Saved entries
※ ※ ※

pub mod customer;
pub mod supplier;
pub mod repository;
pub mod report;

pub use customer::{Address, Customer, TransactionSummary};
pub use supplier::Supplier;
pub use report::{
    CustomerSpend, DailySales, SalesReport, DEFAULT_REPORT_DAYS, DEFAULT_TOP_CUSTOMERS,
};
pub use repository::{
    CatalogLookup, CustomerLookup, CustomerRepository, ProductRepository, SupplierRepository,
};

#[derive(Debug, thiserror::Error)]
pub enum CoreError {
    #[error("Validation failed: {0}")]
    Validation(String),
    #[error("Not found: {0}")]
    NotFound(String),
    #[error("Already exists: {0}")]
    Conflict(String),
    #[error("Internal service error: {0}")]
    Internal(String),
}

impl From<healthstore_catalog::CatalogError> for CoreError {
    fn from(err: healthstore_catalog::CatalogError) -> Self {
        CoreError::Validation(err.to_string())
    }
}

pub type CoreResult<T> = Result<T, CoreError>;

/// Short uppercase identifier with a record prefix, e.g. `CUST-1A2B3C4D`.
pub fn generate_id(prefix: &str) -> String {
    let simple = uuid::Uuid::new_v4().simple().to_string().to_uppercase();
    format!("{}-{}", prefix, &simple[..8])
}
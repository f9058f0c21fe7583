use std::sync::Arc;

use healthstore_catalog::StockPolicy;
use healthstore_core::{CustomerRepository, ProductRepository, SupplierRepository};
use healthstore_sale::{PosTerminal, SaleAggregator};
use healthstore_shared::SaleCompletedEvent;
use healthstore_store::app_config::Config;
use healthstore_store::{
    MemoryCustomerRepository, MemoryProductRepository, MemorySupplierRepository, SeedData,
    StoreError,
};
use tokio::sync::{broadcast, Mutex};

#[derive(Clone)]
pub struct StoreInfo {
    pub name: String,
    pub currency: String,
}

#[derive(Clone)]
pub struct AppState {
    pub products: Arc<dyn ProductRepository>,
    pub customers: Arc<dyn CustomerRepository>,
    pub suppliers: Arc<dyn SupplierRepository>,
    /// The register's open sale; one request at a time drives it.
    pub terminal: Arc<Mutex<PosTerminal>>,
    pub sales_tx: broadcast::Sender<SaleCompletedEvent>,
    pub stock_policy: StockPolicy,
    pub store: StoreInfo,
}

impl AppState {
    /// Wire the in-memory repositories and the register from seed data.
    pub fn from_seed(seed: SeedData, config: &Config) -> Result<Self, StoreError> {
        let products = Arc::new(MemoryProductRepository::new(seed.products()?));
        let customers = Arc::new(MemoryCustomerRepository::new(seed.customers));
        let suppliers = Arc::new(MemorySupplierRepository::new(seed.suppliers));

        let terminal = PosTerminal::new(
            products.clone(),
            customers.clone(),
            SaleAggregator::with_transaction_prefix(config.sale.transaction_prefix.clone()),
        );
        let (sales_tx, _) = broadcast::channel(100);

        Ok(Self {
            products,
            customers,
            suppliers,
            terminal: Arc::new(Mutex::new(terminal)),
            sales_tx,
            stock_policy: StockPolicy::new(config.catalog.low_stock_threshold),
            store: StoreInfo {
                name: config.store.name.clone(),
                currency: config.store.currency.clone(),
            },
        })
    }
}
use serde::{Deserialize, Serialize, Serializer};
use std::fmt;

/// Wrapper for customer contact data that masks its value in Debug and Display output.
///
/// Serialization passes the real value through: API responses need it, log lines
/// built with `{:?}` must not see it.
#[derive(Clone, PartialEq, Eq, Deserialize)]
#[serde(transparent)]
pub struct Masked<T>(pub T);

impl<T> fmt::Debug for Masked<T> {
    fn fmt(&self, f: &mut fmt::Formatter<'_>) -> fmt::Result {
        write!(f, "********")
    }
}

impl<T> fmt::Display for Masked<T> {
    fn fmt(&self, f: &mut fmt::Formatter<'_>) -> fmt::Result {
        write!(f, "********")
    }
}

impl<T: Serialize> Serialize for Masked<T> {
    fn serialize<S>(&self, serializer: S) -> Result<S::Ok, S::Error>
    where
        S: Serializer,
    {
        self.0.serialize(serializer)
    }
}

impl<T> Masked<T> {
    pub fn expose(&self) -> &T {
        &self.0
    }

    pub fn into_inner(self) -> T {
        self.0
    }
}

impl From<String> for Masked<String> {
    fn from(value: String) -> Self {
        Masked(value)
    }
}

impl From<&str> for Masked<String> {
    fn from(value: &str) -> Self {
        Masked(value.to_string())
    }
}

※ ※ ※

WORK INSTRUCTIONS: Filter the entries above down to the lines that contain "name".

EXERCISE OUTPUT:
    pub name: String,
                name: config.store.name.clone(),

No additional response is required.